百年のあいだ、月々千回ずつ祭祀(マツリ)を営む人がいて、またその人が自己を修養した人を一瞬間でも供養するならば、その供養することのほうが、百年祭祀を営むよりもすぐれている。
百年の間、月ごとに千の供物を捧げようとも、完成された心を持つ者を一瞬でも敬うならば、その一瞬の敬意は百年の供儀に勝る。

詳細解説

この詩は、天界に生まれることを願ってジャイナ教の苦行者に多額の布施をしていたサーリプッタの叔父に関連して、竹林精舎でブッダによって説かれました。衆生には過去のカルマによって形成された様々な精神的傾向(種姓)があります。
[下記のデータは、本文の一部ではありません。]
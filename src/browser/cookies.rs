//! Login cookies carried between sessions.
//!
//! Each session runs Chrome on a throwaway profile, so the login survives
//! only through this file: it is read into every new tab and written back
//! when the session closes.

use std::collections::HashMap;
use std::fs;
use std::io::Write;
use std::path::{Path, PathBuf};

use chromiumoxide::cdp::browser_protocol::network::CookieParam;
use serde_json::{json, Map, Value};
use tracing::{debug, warn};

use crate::app::Result;

const SAME_SITE_VALUES: [&str; 3] = ["Strict", "Lax", "None"];

/// JSON file of cookies as reported by the browser.
#[derive(Debug, Clone)]
pub struct CookieJar {
    path: PathBuf,
}

impl CookieJar {
    pub fn new(path: impl Into<PathBuf>) -> Self {
        Self { path: path.into() }
    }

    pub fn path(&self) -> &Path {
        &self.path
    }

    /// Stored cookies; a missing file is an empty jar.
    pub fn load(&self) -> Result<Vec<Value>> {
        if !self.path.exists() {
            return Ok(Vec::new());
        }
        let content = fs::read_to_string(&self.path)?;
        match serde_json::from_str::<Vec<Value>>(&content) {
            Ok(cookies) => Ok(cookies),
            Err(e) => {
                warn!(path = %self.path.display(), "Ignoring unreadable cookie file: {}", e);
                Ok(Vec::new())
            }
        }
    }

    /// Merge `cookies` over the stored ones and replace the file atomically.
    ///
    /// Cookies are keyed by name, domain and path; entries the session did
    /// not see are kept.
    pub fn save(&self, cookies: Vec<Value>) -> Result<usize> {
        let merged = merge(self.load()?, cookies);

        let dir = match self.path.parent() {
            Some(dir) if !dir.as_os_str().is_empty() => dir,
            _ => Path::new("."),
        };
        fs::create_dir_all(dir)?;

        let mut file = tempfile::NamedTempFile::new_in(dir)?;
        file.write_all(&serde_json::to_vec_pretty(&merged)?)?;
        file.persist(&self.path).map_err(|e| e.error)?;

        debug!(path = %self.path.display(), count = merged.len(), "Saved cookies");
        Ok(merged.len())
    }
}

fn key(cookie: &Value) -> Option<(String, String, String)> {
    let field = |name: &str| cookie.get(name).and_then(Value::as_str).unwrap_or_default().to_string();
    let name = cookie.get("name")?.as_str()?.to_string();
    Some((name, field("domain"), field("path")))
}

fn merge(stored: Vec<Value>, fresh: Vec<Value>) -> Vec<Value> {
    let mut order = Vec::new();
    let mut by_key = HashMap::new();
    for cookie in stored.into_iter().chain(fresh) {
        let Some(k) = key(&cookie) else { continue };
        if !by_key.contains_key(&k) {
            order.push(k.clone());
        }
        by_key.insert(k, cookie);
    }
    order.into_iter().filter_map(|k| by_key.remove(&k)).collect()
}

/// Convert a stored cookie into a `Network.setCookies` entry.
///
/// Session cookies lose their sentinel expiry. Entries without a name or
/// value are dropped.
pub fn cookie_param(cookie: &Value) -> Option<CookieParam> {
    let name = cookie.get("name")?.as_str()?;
    let value = cookie.get("value")?.as_str()?;

    let mut param = Map::new();
    param.insert("name".into(), json!(name));
    param.insert("value".into(), json!(value));
    for field in ["domain", "path"] {
        if let Some(v) = cookie.get(field).and_then(Value::as_str) {
            param.insert(field.into(), json!(v));
        }
    }
    for field in ["secure", "httpOnly"] {
        if let Some(v) = cookie.get(field).and_then(Value::as_bool) {
            param.insert(field.into(), json!(v));
        }
    }
    if let Some(v) = cookie
        .get("sameSite")
        .and_then(Value::as_str)
        .filter(|v| SAME_SITE_VALUES.contains(v))
    {
        param.insert("sameSite".into(), json!(v));
    }

    let session = cookie.get("session").and_then(Value::as_bool).unwrap_or(false);
    if let Some(expires) = cookie.get("expires").and_then(Value::as_f64) {
        if !session && expires > 0.0 {
            param.insert("expires".into(), json!(expires));
        }
    }

    match serde_json::from_value(Value::Object(param)) {
        Ok(param) => Some(param),
        Err(e) => {
            warn!(name, "Skipping stored cookie: {}", e);
            None
        }
    }
}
外部の神々に救済を依存する外道に陥る者もいれば、盲信から土着の精霊や事物を拝む者もいます。叔父の天界への願いは善行ですが、有漏(煩悩を伴う)の限界があります。ブッダは彼を究極の解脱へと導こうとしました。真の修行者への供養は、盲目的な儀式を何百年続けるよりもはるかに優れています。真の供養とは、自身の清浄な法身(ダルマカーヤ)を育むことです。「四十二章経」にあるように、供養の功徳は受け手の精神的悟りが深まるにつれて増大し、最終的には「無念・無住・無修・無証」という、すべての仏陀の根本である無為の真理への供養が最高のものとされます。